Exercise prompt: Below are entries; output exactly the lines from the one with "repository 938411178c2619b4" to the one with "the bucket counts.", both included, and nothing else.

Records to use:
┄┄┄┄┄┄

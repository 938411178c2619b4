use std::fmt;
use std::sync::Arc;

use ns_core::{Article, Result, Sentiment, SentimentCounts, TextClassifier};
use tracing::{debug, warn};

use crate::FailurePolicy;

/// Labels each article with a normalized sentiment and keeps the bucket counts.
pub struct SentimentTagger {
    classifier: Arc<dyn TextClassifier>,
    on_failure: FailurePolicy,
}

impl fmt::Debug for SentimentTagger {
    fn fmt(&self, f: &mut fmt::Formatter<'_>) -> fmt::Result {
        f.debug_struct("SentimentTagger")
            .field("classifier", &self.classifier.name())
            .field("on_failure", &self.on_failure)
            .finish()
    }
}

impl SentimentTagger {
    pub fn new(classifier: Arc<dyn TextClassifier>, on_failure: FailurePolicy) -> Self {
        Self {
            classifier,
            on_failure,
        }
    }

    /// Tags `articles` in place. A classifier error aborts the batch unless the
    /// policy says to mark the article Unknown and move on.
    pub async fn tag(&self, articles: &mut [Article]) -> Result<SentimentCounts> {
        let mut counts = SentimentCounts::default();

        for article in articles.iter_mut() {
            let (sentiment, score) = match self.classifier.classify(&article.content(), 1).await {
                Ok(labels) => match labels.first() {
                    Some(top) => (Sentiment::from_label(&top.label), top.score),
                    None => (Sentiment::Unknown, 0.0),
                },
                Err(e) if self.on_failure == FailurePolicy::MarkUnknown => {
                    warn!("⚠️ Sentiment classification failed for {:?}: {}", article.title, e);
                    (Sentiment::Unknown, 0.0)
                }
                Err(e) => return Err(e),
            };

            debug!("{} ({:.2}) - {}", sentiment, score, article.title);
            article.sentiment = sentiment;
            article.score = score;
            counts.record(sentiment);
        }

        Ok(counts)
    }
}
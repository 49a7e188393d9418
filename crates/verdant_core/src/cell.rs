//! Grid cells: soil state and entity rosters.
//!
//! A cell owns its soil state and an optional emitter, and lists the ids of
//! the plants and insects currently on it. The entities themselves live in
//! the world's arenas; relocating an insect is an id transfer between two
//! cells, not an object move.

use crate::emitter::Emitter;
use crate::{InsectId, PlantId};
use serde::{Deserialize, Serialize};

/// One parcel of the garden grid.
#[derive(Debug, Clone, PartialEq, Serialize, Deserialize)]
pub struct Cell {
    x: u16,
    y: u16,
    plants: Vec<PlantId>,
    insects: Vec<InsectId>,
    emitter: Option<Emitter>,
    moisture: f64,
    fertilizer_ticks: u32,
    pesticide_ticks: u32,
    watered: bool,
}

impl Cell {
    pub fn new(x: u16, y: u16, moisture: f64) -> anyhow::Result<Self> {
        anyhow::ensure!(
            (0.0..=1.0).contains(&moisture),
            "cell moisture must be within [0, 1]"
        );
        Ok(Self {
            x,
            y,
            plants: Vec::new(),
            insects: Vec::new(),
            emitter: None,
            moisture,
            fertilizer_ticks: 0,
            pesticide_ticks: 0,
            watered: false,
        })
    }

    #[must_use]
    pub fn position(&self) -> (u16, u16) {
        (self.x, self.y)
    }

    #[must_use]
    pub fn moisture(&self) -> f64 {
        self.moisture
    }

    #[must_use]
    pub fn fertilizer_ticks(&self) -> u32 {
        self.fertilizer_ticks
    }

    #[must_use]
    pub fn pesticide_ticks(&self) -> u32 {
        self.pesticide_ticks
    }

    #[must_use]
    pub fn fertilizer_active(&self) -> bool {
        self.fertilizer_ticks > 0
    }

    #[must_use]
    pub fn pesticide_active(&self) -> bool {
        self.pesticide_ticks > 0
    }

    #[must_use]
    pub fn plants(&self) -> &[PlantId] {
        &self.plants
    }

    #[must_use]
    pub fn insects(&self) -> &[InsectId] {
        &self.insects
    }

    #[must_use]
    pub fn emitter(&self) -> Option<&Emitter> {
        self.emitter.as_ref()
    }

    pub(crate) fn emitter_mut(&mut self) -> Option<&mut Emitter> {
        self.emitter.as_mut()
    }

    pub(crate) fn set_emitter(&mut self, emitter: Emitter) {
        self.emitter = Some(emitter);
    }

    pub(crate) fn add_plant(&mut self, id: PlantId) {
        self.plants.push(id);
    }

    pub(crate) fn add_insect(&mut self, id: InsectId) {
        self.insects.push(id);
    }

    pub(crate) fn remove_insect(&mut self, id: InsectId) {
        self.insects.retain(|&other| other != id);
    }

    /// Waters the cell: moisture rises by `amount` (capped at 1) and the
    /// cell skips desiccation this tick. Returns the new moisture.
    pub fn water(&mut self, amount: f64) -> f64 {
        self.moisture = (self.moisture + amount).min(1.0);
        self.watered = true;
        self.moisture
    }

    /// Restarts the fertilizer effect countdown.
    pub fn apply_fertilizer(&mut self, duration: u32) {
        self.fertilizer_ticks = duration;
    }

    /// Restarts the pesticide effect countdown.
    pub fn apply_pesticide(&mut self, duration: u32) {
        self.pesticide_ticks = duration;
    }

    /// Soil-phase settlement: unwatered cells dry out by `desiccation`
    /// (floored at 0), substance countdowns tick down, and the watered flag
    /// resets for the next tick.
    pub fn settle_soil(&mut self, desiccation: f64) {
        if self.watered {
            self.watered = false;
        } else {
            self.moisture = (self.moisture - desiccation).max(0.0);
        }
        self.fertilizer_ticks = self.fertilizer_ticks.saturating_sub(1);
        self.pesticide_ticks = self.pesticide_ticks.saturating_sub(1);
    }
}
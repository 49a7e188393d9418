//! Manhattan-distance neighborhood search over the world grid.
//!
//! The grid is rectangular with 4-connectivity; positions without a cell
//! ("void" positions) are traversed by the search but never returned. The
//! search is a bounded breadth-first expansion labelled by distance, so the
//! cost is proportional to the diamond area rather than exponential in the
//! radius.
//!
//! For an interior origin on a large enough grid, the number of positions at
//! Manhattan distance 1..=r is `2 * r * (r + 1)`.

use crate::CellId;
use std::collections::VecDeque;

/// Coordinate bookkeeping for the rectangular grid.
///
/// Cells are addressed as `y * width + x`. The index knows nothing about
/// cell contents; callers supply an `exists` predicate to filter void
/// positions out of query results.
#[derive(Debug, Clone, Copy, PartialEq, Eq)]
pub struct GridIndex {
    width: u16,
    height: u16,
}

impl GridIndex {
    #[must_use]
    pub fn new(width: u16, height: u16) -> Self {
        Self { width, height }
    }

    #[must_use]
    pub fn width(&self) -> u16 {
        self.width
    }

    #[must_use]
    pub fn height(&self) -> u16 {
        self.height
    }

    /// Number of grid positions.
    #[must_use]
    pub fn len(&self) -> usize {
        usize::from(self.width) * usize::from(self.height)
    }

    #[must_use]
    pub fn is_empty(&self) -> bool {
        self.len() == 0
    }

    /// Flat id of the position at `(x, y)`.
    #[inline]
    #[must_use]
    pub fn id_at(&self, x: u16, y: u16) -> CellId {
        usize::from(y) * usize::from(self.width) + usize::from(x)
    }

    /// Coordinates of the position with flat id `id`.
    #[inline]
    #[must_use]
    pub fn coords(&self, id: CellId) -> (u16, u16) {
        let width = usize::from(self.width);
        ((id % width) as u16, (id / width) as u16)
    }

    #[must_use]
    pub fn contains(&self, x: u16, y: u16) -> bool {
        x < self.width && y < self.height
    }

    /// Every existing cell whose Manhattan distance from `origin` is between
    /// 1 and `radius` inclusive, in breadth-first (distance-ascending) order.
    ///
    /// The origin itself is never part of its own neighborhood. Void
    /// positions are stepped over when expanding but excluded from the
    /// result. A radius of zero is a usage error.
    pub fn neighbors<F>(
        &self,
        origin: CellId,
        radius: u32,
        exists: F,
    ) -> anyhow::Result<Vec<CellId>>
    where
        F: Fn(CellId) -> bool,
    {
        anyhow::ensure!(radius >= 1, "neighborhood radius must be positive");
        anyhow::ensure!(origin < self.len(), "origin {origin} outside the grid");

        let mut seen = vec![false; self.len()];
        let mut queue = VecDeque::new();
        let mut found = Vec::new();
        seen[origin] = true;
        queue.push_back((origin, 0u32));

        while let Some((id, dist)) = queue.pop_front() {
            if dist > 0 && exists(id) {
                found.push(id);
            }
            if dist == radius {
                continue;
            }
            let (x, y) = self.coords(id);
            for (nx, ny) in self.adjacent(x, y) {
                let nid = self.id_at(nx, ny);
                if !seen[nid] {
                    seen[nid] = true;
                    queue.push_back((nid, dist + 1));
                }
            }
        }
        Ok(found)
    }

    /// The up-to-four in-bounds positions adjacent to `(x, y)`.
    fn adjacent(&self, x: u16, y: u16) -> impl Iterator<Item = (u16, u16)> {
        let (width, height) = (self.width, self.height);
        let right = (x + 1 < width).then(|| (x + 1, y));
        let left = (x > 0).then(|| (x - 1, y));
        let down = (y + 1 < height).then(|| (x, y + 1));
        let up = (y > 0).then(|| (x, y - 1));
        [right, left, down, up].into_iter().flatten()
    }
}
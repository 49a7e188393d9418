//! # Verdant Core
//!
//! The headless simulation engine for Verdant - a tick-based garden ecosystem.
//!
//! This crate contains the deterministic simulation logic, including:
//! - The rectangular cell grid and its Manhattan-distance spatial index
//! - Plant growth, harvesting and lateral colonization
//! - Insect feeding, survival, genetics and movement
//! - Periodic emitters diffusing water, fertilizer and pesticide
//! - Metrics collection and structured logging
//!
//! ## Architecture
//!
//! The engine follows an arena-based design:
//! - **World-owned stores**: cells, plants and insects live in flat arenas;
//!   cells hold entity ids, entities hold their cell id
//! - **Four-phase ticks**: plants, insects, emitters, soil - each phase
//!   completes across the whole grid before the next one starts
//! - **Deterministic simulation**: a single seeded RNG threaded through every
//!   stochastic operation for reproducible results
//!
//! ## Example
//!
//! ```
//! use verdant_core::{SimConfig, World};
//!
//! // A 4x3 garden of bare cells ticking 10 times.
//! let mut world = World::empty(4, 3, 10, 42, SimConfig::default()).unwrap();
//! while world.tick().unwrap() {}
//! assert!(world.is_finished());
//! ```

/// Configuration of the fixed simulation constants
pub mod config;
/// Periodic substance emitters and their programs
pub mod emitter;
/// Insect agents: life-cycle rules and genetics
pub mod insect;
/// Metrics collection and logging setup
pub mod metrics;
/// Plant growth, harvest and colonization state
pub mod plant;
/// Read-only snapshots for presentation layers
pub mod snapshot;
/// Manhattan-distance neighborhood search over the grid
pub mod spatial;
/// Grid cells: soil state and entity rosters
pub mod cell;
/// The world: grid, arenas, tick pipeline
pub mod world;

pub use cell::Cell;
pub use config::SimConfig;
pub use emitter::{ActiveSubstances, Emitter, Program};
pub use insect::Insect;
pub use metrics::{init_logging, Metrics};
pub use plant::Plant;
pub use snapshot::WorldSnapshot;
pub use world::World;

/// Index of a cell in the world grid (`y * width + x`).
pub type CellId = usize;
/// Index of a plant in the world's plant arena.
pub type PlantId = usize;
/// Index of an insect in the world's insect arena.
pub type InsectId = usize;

┄┄┄┄┄┄

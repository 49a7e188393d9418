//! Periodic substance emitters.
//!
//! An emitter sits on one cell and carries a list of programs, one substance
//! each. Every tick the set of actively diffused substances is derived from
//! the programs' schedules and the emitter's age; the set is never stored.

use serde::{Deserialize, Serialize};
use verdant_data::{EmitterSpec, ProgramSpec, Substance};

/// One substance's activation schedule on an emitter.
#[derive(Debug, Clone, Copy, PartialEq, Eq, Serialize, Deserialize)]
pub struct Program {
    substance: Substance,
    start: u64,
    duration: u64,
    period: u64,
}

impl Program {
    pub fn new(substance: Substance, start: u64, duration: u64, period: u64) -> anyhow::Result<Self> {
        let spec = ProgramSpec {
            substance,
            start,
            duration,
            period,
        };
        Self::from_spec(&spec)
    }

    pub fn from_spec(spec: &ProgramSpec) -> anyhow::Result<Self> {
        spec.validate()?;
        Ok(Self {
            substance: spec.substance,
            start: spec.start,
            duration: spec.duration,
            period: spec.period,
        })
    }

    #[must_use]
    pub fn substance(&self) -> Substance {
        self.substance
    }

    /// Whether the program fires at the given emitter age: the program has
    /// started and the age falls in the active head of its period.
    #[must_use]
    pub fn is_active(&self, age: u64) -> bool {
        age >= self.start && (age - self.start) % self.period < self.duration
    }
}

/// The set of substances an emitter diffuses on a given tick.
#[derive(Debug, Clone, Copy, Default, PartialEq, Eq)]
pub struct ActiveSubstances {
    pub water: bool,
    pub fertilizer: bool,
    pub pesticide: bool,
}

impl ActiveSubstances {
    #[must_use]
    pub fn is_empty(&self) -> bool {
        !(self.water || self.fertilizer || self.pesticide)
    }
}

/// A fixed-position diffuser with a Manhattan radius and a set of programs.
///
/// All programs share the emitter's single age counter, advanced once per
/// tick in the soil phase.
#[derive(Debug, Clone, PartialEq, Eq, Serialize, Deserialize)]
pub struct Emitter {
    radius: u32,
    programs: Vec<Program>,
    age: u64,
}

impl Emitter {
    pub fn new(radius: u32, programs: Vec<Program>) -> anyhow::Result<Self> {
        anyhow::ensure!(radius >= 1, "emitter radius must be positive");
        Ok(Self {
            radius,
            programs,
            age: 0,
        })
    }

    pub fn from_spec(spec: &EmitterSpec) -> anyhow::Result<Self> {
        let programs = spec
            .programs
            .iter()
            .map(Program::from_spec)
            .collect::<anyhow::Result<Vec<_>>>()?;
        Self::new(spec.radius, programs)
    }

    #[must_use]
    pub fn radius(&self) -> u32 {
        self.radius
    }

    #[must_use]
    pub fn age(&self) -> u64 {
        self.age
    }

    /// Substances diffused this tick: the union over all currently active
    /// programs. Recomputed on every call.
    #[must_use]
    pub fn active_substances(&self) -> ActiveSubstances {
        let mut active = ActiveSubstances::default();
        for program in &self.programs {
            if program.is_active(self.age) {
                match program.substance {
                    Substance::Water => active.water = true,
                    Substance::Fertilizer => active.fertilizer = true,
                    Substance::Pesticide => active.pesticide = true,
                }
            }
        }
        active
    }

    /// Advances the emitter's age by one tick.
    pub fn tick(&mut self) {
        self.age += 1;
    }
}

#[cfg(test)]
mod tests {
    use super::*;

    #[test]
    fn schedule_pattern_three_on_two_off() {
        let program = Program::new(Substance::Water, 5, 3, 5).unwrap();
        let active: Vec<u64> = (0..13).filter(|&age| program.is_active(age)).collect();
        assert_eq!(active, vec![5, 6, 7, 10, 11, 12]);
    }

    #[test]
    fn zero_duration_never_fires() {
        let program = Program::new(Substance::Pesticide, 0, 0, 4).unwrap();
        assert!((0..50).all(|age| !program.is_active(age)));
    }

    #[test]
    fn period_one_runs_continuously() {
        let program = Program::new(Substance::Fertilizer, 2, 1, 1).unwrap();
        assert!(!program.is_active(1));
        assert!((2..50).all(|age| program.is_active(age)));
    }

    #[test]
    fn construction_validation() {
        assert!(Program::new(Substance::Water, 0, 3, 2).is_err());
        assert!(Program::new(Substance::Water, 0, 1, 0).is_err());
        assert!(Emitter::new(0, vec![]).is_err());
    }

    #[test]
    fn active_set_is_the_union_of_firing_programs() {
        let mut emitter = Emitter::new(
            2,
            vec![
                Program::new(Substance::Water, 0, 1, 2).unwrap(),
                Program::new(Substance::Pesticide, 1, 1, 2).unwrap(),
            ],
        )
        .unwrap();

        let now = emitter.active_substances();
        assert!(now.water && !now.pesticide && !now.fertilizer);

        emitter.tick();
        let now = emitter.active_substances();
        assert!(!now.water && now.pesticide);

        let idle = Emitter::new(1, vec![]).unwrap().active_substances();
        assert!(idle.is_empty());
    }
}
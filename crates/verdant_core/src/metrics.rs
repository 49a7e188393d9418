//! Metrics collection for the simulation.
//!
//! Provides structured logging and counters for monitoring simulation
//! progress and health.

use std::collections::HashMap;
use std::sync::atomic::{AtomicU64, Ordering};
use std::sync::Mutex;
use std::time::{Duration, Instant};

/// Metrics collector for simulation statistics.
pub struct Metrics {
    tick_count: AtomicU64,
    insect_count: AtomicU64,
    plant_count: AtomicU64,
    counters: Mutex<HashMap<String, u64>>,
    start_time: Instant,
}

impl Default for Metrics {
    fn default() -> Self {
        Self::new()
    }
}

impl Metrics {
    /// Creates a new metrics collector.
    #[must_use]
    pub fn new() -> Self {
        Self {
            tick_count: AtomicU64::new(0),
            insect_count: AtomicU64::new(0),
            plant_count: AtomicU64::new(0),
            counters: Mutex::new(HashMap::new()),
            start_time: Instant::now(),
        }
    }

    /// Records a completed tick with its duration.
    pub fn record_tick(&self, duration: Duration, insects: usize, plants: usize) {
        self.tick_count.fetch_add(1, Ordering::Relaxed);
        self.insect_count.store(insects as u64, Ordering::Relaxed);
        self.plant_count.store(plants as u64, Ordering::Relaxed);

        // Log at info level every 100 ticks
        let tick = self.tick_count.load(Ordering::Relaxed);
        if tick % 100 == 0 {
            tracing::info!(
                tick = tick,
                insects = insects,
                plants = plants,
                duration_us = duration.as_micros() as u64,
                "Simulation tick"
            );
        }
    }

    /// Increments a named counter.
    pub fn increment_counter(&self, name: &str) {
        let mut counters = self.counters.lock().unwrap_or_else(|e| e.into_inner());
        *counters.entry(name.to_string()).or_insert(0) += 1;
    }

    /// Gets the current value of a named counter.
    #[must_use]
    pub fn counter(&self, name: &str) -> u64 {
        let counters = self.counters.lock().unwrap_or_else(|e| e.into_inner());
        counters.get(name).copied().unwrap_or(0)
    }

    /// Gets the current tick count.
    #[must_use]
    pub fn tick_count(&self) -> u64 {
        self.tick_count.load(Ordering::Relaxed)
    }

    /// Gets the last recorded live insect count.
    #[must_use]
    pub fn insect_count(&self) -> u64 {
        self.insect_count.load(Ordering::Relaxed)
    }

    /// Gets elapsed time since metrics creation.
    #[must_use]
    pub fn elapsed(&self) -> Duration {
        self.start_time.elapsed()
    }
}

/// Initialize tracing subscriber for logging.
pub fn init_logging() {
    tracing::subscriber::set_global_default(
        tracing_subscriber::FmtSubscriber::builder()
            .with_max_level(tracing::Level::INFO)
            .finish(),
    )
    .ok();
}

┄┄┄┄┄┄

Result:
repository 938411178c2619b4
use std::fmt;
use std::sync::Arc;

use ns_core::{Article, Result, Sentiment, SentimentCounts, TextClassifier};
use tracing::{debug, warn};

use crate::FailurePolicy;

/// Labels each article with a normalized sentiment and keeps the bucket counts.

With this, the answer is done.